Provided records:
========================

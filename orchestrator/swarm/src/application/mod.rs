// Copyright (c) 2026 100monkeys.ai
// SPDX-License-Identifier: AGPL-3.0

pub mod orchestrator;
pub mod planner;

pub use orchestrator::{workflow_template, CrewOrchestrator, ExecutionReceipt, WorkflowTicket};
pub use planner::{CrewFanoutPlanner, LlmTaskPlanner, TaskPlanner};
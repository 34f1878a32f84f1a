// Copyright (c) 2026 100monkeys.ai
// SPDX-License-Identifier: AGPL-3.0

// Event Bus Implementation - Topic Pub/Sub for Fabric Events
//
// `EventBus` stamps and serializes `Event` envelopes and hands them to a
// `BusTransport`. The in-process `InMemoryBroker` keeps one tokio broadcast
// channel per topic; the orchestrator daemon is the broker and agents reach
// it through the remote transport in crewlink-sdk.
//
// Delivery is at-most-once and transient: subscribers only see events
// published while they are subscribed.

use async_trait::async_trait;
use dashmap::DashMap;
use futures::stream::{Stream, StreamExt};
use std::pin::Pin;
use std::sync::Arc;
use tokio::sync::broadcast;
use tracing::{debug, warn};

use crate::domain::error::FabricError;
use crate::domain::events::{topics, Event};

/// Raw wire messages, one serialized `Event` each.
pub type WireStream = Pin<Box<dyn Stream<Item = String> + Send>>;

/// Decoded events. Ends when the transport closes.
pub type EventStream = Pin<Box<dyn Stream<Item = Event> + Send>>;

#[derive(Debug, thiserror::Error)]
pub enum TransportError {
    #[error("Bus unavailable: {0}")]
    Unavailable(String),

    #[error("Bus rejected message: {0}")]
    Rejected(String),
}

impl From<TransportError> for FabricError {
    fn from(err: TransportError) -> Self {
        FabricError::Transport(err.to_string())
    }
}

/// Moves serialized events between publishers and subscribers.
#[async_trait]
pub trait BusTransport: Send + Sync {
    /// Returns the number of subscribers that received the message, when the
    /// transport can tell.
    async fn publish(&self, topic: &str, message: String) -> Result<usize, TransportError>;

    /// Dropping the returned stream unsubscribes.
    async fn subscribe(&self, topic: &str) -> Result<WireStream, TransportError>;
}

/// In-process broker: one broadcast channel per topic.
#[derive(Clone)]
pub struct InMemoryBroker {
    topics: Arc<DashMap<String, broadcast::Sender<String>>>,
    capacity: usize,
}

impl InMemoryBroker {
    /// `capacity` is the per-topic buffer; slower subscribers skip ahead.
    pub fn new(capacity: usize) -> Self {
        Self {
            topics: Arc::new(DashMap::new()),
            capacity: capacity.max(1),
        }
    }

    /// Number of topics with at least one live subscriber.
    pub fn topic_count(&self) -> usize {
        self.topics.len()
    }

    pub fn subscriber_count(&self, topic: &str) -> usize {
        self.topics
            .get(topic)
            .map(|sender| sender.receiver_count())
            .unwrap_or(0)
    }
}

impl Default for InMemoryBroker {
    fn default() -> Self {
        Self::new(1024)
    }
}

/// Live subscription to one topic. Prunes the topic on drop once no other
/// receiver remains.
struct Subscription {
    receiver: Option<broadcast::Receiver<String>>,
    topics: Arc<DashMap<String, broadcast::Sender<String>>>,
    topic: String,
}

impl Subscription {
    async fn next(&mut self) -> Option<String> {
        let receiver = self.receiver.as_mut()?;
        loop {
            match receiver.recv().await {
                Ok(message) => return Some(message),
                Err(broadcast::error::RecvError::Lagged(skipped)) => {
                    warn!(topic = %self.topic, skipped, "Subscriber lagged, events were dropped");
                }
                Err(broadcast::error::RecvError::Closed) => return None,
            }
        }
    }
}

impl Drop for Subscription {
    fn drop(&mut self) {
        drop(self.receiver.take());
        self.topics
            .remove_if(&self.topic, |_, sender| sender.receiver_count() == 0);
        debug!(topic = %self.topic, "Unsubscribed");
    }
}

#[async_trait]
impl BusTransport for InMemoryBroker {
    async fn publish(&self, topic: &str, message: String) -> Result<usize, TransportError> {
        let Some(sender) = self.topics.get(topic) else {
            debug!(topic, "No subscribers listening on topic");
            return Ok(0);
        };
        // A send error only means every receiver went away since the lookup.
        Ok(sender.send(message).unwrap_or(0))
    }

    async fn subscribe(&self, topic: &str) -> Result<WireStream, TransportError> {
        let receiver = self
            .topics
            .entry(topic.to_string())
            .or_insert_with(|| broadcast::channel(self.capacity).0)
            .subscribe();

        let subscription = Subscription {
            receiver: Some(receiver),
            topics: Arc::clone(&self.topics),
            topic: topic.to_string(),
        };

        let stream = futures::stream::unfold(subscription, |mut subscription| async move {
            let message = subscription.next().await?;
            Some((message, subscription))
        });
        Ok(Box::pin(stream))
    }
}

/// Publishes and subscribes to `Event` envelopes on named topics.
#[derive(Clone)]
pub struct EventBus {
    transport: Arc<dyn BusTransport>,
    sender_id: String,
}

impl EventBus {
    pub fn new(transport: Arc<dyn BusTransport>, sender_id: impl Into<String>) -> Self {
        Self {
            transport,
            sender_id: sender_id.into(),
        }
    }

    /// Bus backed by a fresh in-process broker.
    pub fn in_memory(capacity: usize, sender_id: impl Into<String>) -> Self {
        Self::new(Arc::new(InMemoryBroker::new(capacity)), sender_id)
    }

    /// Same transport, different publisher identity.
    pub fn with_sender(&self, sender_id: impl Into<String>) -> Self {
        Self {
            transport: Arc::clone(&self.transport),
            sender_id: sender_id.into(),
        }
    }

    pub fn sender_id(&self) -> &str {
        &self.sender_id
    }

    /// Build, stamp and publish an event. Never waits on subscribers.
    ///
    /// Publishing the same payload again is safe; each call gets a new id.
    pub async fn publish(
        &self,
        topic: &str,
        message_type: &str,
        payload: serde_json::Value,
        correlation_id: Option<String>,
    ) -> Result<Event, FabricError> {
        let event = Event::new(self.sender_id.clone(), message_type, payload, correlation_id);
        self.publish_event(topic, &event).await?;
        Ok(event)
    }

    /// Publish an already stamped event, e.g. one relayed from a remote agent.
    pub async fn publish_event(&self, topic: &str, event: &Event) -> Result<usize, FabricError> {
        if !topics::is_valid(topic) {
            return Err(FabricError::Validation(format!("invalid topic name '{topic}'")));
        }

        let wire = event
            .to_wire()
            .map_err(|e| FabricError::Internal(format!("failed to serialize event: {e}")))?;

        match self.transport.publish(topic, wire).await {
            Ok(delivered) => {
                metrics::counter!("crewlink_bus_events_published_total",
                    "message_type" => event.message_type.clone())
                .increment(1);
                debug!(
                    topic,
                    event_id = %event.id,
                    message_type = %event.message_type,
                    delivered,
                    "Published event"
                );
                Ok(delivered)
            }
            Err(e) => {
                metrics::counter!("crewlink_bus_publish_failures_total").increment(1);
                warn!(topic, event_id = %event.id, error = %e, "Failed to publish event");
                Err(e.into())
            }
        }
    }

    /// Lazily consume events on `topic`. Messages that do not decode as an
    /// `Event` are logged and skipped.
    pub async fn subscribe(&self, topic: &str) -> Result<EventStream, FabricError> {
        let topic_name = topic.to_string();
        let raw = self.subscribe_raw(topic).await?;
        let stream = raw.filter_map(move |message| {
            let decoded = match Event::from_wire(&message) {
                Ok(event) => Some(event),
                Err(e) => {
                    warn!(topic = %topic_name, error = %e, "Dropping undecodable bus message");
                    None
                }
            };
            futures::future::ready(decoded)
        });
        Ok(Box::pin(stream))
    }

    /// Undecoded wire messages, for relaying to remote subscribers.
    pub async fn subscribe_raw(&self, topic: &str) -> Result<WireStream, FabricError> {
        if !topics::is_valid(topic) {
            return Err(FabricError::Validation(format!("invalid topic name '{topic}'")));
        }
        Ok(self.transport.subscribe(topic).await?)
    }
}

========================

How to complete this task:
Among the entries above, find the line with "one tokio broadcast" and the line with "use dashmap::DashMap;"; give again exactly these two lines and all lines between them.

Answer:
// `BusTransport`. The in-process `InMemoryBroker` keeps one tokio broadcast
// channel per topic; the orchestrator daemon is the broker and agents reach
// it through the remote transport in crewlink-sdk.
//
// Delivery is at-most-once and transient: subscribers only see events
// published while they are subscribed.

use async_trait::async_trait;
use dashmap::DashMap;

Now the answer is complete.